Just when field service engineers master the latest workforce automation apps or remote diagnostics software, along comes equipment that can talk while it’s being fixed and tools that predict customers’ needs well before they call for a repair. While technology vastly improves machine operation and customer service, service engineers must work harder than ever to stay on top of the latest tools that help them do their jobs.
The good news: According to the 2013/2014 Service, Revenue and Training Trends Report, 67 percent of field service executives surveyed said that their companies are using online courses to train employees. The same survey reports that roles in field service are moving from “wrench turner” engineers to more sophisticated, application-savvy workers.
How are legacy workers today expanding their skill sets to include soft skills enabled by social, mobile and the cloud? Here are five ways to upgrade field service credentials.
- Membership-based facilities like TechShop and Fab Lab offer access to industrial tools and software that’s often too expensive for individuals to purchase. TechShop members can take classes in subjects ranging from basic computer programming to laser cutting to electronic hardware.
- Certificate programs used to be mainly an alternative to traditional degrees. Now people are taking classes that supplement their existing credentials. For example, DevBootcamp offers students crash courses in computer programming languages, for instance. One man with a master’s degree in engineering wasn’t getting promoted because he didn’t know how to work in teams. “When he graduated from college over a decade ago, communication skills weren’t important for highly technical positions, Otis White told U.S. News and World Report. “Now, business communication is vital for advancement. For around $1,000, that student was able to take the four to five courses needed to complete a certificate in team building and team management.”
- Vendor-specific certifications are designed for service techs who work with specific products. For example, Microsoft offers a host of professional IT certifications, most of which run only three to five days. Oracle and Cisco also provide professional certification programs.

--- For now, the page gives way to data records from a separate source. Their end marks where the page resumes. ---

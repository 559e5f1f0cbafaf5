//! # Connectivity
//!
//! Whether the backend is believed reachable right now. Sampled
//! synchronously at mutation time and by the reconnect agent.

use std::fmt;
use std::sync::atomic::{AtomicBool, Ordering};
use std::sync::Arc;

/// Source of the current online/offline belief.
pub trait ConnectivityOracle: Send + Sync {
    fn is_online(&self) -> bool;
}

/// Shared flag toggled by the host (network-change callbacks, a health-check task
/// or a test).
///
/// Clones observe the same flag.
#[derive(Clone)]
pub struct ConnectivityFlag {
    online: Arc<AtomicBool>,
}

impl ConnectivityFlag {
    pub fn new(online: bool) -> Self {
        ConnectivityFlag {
            online: Arc::new(AtomicBool::new(online)),
        }
    }

    pub fn set_online(&self, online: bool) {
        self.online.store(online, Ordering::SeqCst);
    }
}

impl Default for ConnectivityFlag {
    fn default() -> Self {
        ConnectivityFlag::new(true)
    }
}

impl fmt::Debug for ConnectivityFlag {
    fn fmt(&self, f: &mut fmt::Formatter<'_>) -> fmt::Result {
        f.debug_struct("ConnectivityFlag")
            .field("online", &self.is_online())
            .finish()
    }
}

impl ConnectivityOracle for ConnectivityFlag {
    fn is_online(&self) -> bool {
        self.online.load(Ordering::SeqCst)
    }
}
//! # Remote Gateway
//!
//! The seam between the sync layer and the authoritative backend.
//!
//! ```text
//! ┌─────────────────────────────────────────────────────────────────────────┐
//! │                          RemoteGateway                                  │
//! │                                                                         │
//! │   EntityService ──┐                                                    │
//! │                   ├──► list / create / update / delete / custom        │
//! │   Coordinator ────┘            │                                        │
//! │                                ▼                                        │
//! │          ┌──────────────────────┬──────────────────────────┐           │
//! │          │ HttpGateway (http.rs)│ MemoryGateway (memory.rs)│           │
//! │          │ REST over reqwest    │ in-process fake backend  │           │
//! │          └──────────────────────┴──────────────────────────┘           │
//! │                                                                         │
//! │  FAILURE CLASSES:                                                      │
//! │  • Unavailable / Timeout  → connectivity; the caller queues            │
//! │  • Rejected               → the backend refused; never queued          │
//! │  • InvalidResponse        → the backend answered garbage               │
//! └─────────────────────────────────────────────────────────────────────────┘
//! ```

pub mod http;
pub mod memory;

use async_trait::async_trait;
use serde_json::Value;
use std::future::Future;
use std::time::Duration;
use thiserror::Error;

use tally_core::{EntityKind, Record, RecordId, ViewKey};

pub use http::HttpGateway;
pub use memory::{GatewayCall, MemoryGateway};

/// Result type alias for gateway calls.
pub type GatewayResult<T> = Result<T, GatewayError>;

/// Failure of a single backend call.
#[derive(Debug, Clone, Error, PartialEq, Eq)]
pub enum GatewayError {
    /// The backend could not be reached (network down, 5xx, refused).
    #[error("backend unreachable: {0}")]
    Unavailable(String),

    /// The call did not complete in time.
    #[error("backend call timed out after {0:?}")]
    Timeout(Duration),

    /// The backend answered and refused the request.
    #[error("backend rejected request ({status}): {message}")]
    Rejected { status: u16, message: String },

    /// The backend answered with a body we can't interpret.
    #[error("unexpected backend response: {0}")]
    InvalidResponse(String),

    /// The backend offers no route for this operation.
    #[error("{operation} is not supported for {entity}")]
    Unsupported { entity: String, operation: String },
}

impl GatewayError {
    /// True for failures that say nothing about the request itself: a later
    /// attempt with the same payload may succeed.
    pub fn is_connectivity_failure(&self) -> bool {
        matches!(self, GatewayError::Unavailable(_) | GatewayError::Timeout(_))
    }

    pub(crate) fn unsupported(entity: EntityKind, operation: impl Into<String>) -> Self {
        GatewayError::Unsupported {
            entity: entity.to_string(),
            operation: operation.into(),
        }
    }
}

/// Remote operations for one entity type.
///
/// Implementations perform no caching or queueing of their own.
#[async_trait]
pub trait RemoteGateway: Send + Sync {
    /// Entity type served by this gateway.
    fn entity(&self) -> EntityKind;

    /// Fetches the authoritative contents of `view`.
    async fn list(&self, view: &ViewKey) -> GatewayResult<Vec<Record>>;

    /// Creates a record; returns it with its backend id.
    async fn create(&self, payload: &Value) -> GatewayResult<Record>;

    /// Applies a partial update; returns the updated record.
    async fn update(&self, id: &RecordId, payload: &Value) -> GatewayResult<Record>;

    /// Deletes a record.
    async fn delete(&self, id: &RecordId) -> GatewayResult<()>;

    /// Runs an entity-specific operation (`assign`, `role`).
    async fn custom(&self, name: &str, id: &RecordId, payload: &Value) -> GatewayResult<Record>;
}

/// Bounds a gateway call by `limit`, mapping expiry to [`GatewayError::Timeout`].
pub async fn with_timeout<T, F>(limit: Duration, call: F) -> GatewayResult<T>
where
    F: Future<Output = GatewayResult<T>>,
{
    match tokio::time::timeout(limit, call).await {
        Ok(result) => result,
        Err(_) => Err(GatewayError::Timeout(limit)),
    }
}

- Status-based programs provide educational incentives for select groups. In November, workforce solutions company OnForce offered to pay 50 percent of the IT certification cost for military veterans.
- For anyone with an Internet connection and a bit of self motivation, free courses and learning opportunities abound. For example, Google Analytics offers lessons on the core principles of digital analytics and Codecademy provides free classes and team-based learning activities in computer programming.
What are other ways that service engineers are supplementing their skills?